One of the best performing retail-focused stocks of the pandemic continues to be Halfords after its shares rose another 6% to 295p following its third-quarter update.
The period included a record Christmas week as continuing favourable trends in cycling contributed to an overall 7.7% jump in like-for-like sales in the 13 weeks to 1 January. This was despite motoring being down 8.4%, although Halfords said this figure was a pleasing performance relative to UK traffic volumes being 25% lower.
As well as cycling sales 35.4% higher, the company has boosted profitability in this high-performing category.

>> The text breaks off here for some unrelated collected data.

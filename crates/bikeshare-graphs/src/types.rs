//! Chart model shared by every renderer

use bikeshare_config::ChartsConfig;
use serde::{Deserialize, Serialize};

use crate::aggregator::{CategoryTotal, SeriesPoint, UserSplit};
use crate::bucketizer::Bucket;

/// Supported chart types
#[derive(Debug, Clone, Copy, PartialEq, Eq, Serialize, Deserialize)]
pub enum GraphType {
    Line,
    Bar,
    Pie,
}

/// Chart configuration
#[derive(Debug, Clone, Serialize, Deserialize)]
pub struct GraphConfig {
    pub graph_type: GraphType,
    pub title: String,
    pub width: u32,
    pub height: u32,
    pub x_label: Option<String>,
    pub y_label: Option<String>,
    pub style: StyleConfig,
}

impl Default for GraphConfig {
    fn default() -> Self {
        Self {
            graph_type: GraphType::Line,
            title: "Graph".to_string(),
            width: 960,
            height: 480,
            x_label: None,
            y_label: None,
            style: StyleConfig::default(),
        }
    }
}

impl GraphConfig {
    pub fn new(graph_type: GraphType, title: impl Into<String>) -> Self {
        Self {
            graph_type,
            title: title.into(),
            ..Default::default()
        }
    }

    /// Size and style taken from the dashboard chart settings
    pub fn themed(graph_type: GraphType, title: impl Into<String>, charts: &ChartsConfig) -> Self {
        Self {
            width: charts.width,
            height: charts.height,
            style: StyleConfig::from_charts(charts),
            ..Self::new(graph_type, title)
        }
    }

    pub fn with_axis_labels(mut self, x: impl Into<String>, y: impl Into<String>) -> Self {
        self.x_label = Some(x.into());
        self.y_label = Some(y.into());
        self
    }

    pub fn with_color_scheme(mut self, scheme: ColorScheme) -> Self {
        self.style.color_scheme = scheme;
        self
    }
}

/// Data point for charts
#[derive(Debug, Clone, PartialEq, Serialize, Deserialize)]
pub struct DataPoint {
    pub x: f64,
    pub y: f64,
    /// Category or tick label shown instead of the numeric `x`
    pub label: Option<String>,
}

impl DataPoint {
    pub fn new(x: f64, y: f64) -> Self {
        Self { x, y, label: None }
    }

    pub fn labeled(x: f64, y: f64, label: impl Into<String>) -> Self {
        Self {
            x,
            y,
            label: Some(label.into()),
        }
    }
}

/// Chart data set
#[derive(Debug, Clone, PartialEq, Serialize, Deserialize)]
pub struct DataSet {
    pub name: String,
    pub data: Vec<DataPoint>,
    /// Overrides the color scheme for this series
    pub color: Option<String>,
}

#[allow(clippy::cast_precision_loss)]
impl DataSet {
    pub fn new(name: impl Into<String>, data: Vec<DataPoint>) -> Self {
        Self {
            name: name.into(),
            data,
            color: None,
        }
    }

    pub fn with_color(mut self, color: impl Into<String>) -> Self {
        self.color = Some(color.into());
        self
    }

    /// One labeled point per category, indexed from zero
    pub fn from_totals(name: impl Into<String>, totals: &[CategoryTotal]) -> Self {
        let data = totals
            .iter()
            .enumerate()
            .map(|(i, t)| DataPoint::labeled(i as f64, t.total as f64, t.label.clone()))
            .collect();
        Self::new(name, data)
    }

    /// One labeled point per bucket, indexed from zero
    pub fn from_buckets(name: impl Into<String>, buckets: &[Bucket]) -> Self {
        let data = buckets
            .iter()
            .enumerate()
            .map(|(i, b)| DataPoint::labeled(i as f64, b.count as f64, b.label.clone()))
            .collect();
        Self::new(name, data)
    }

    pub fn from_series(name: impl Into<String>, points: &[SeriesPoint]) -> Self {
        let data = points
            .iter()
            .map(|p| DataPoint::labeled(p.x, p.value, p.label.clone()))
            .collect();
        Self::new(name, data)
    }

    /// Casual and registered series, in that order
    pub fn from_splits(splits: &[UserSplit]) -> [Self; 2] {
        let series = |pick: fn(&UserSplit) -> u64| -> Vec<DataPoint> {
            splits
                .iter()
                .enumerate()
                .map(|(i, s)| DataPoint::labeled(i as f64, pick(s) as f64, s.label.clone()))
                .collect()
        };
        [
            Self::new("Casual", series(|s| s.casual)),
            Self::new("Registered", series(|s| s.registered)),
        ]
    }

    pub fn is_empty(&self) -> bool {
        self.data.is_empty()
    }

    /// Sum of every `y`
    pub fn total(&self) -> f64 {
        self.data.iter().map(|p| p.y).sum()
    }
}

/// Color scheme for charts
#[derive(Debug, Clone, PartialEq, Serialize, Deserialize)]
pub enum ColorScheme {
    /// Categorical ten-color palette
    Default,
    /// Sequential light-to-dark blues
    Blues,
    /// Sequential green-to-blue ramp
    GnBu,
    Custom(Vec<String>),
}

/// Font configuration
#[derive(Debug, Clone, Serialize, Deserialize)]
pub struct FontConfig {
    pub family: String,
    pub size: u32,
}

impl Default for FontConfig {
    fn default() -> Self {
        Self {
            family: "sans-serif".to_string(),
            size: 12,
        }
    }
}

/// Margin configuration
#[derive(Debug, Clone, Serialize, Deserialize)]
pub struct MarginConfig {
    pub top: u32,
    pub right: u32,
    pub bottom: u32,
    pub left: u32,
}

impl Default for MarginConfig {
    fn default() -> Self {
        Self {
            top: 20,
            right: 20,
            bottom: 50,
            left: 70,
        }
    }
}

/// Grid line configuration
#[derive(Debug, Clone, Serialize, Deserialize)]
pub struct GridConfig {
    pub show_x: bool,
    pub show_y: bool,
    pub color: Option<String>,
}

impl Default for GridConfig {
    fn default() -> Self {
        Self {
            show_x: true,
            show_y: true,
            color: None,
        }
    }
}

/// Comprehensive styling configuration
#[derive(Debug, Clone, Serialize, Deserialize)]
pub struct StyleConfig {
    pub color_scheme: ColorScheme,
    pub background_color: Option<String>,
    pub title_font: FontConfig,
    pub axis_font: FontConfig,
    pub label_font: FontConfig,
    pub margins: MarginConfig,
    pub grid: GridConfig,
}

impl Default for StyleConfig {
    fn default() -> Self {
        Self {
            color_scheme: ColorScheme::Default,
            background_color: Some("#FFFFFF".to_string()),
            title_font: FontConfig {
                family: "sans-serif".to_string(),
                size: 20,
            },
            axis_font: FontConfig::default(),
            label_font: FontConfig::default(),
            margins: MarginConfig::default(),
            grid: GridConfig::default(),
        }
    }
}

impl StyleConfig {
    /// Style derived from the dashboard chart settings; categories use the
    /// configured palette
    pub fn from_charts(charts: &ChartsConfig) -> Self {
        Self {
            color_scheme: ColorScheme::Custom(charts.colors.categories.clone()),
            background_color: Some(charts.colors.background.clone()),
            grid: GridConfig {
                show_x: charts.enable_grid,
                show_y: charts.enable_grid,
                color: None,
            },
            ..Self::default()
        }
    }
}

Stores remain open during the lockdown but the outlook for the fourth quarter is uncertain due to motoring being seasonally more important in the period.
Shares are at their highest level in more than two years, having rallied from 53p in March.
Strong seasonal trading also benefited Portmeirion after the maker and distributor of brands including Spode and Royal Worcester said it expects revenues for 2020 to be at least 6% ahead of market consensus. This follows strong online growth, with e-commerce platforms now accounting for about 13% of total sales.
Having increased investment through 2020, chief Mike Raybould said the company had an exciting pipeline of new products to target key markets this year. Shares added 40p to 540p, the highest level since March, but Panmure Gordon analyst Sanjay Jha upped his target price by 60% to 920p — equivalent to 15.7 times 2022 earnings.
He said: “The foundations for today’s positive announcement were laid in early 2019 when the current CEO, then the finance director, recognised the potential to build brand value that only online marketing and fulfilment could afford.”
Best of the Best was one of the biggest risers on AIM after it said revenues for the six months to October jumped to £22 million from £7.6 million a year earlier. It has seen further sales momentum since then as it benefits from switching car competitions to online only.
The strong trading means it will be able to return £3.75 million to shareholders with a 40p a share special dividend on February 5. Shares surged 490p to 2,040p.